*** LISTED ENTRIES ***

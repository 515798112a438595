use crate::core::commands::{CommandHandler, CommandSource, CommandSummary, Invocation};
use async_trait::async_trait;
use std::sync::Arc;

pub const FALLBACK_NAME: &str = "help";

/// Lists every public command with its aliases and description.
pub struct Help;

#[async_trait]
impl CommandHandler for Help {
    async fn call(&self, invocation: Invocation<'_>) -> anyhow::Result<()> {
        let dispatcher = invocation.dispatcher;
        let disabled = invocation
            .message
            .guild_id()
            .map(|guild_id| dispatcher.disabled_commands().disabled_in(guild_id))
            .unwrap_or_default();

        let lines: Vec<String> = dispatcher
            .registry()
            .list_public()
            .iter()
            .map(|entry| format_entry(entry, &invocation.prefix, &disabled))
            .collect();

        let reply = if lines.is_empty() {
            "No commands are registered.".to_string()
        } else {
            format!("**Commands**\n{}", lines.join("\n"))
        };
        invocation.message.reply(&reply).await
    }
}

fn format_entry(entry: &CommandSummary, prefix: &str, disabled: &[String]) -> String {
    let mut line = format!("`{}{}`", prefix, entry.canonical_name());

    if !entry.aliases().is_empty() {
        line.push_str(&format!(" (aliases: {})", entry.aliases().join(", ")));
    }
    if !entry.description.is_empty() {
        line.push_str(&format!(" - {}", entry.description));
    }
    if disabled.iter().any(|name| name == entry.canonical_name()) {
        line.push_str(" *(disabled)*");
    }

    line
}

pub fn source() -> CommandSource {
    CommandSource::default()
        .with_description("Lists all available commands")
        .with_args(0, 0)
        .with_callback(Arc::new(Help))
}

*** End of LISTED ENTRIES ***

Scan the data above, find each line with "prefix", and copy it.

            .map(|entry| format_entry(entry, &invocation.prefix, &disabled))
fn format_entry(entry: &CommandSummary, prefix: &str, disabled: &[String]) -> String {
    let mut line = format!("`{}{}`", prefix, entry.canonical_name());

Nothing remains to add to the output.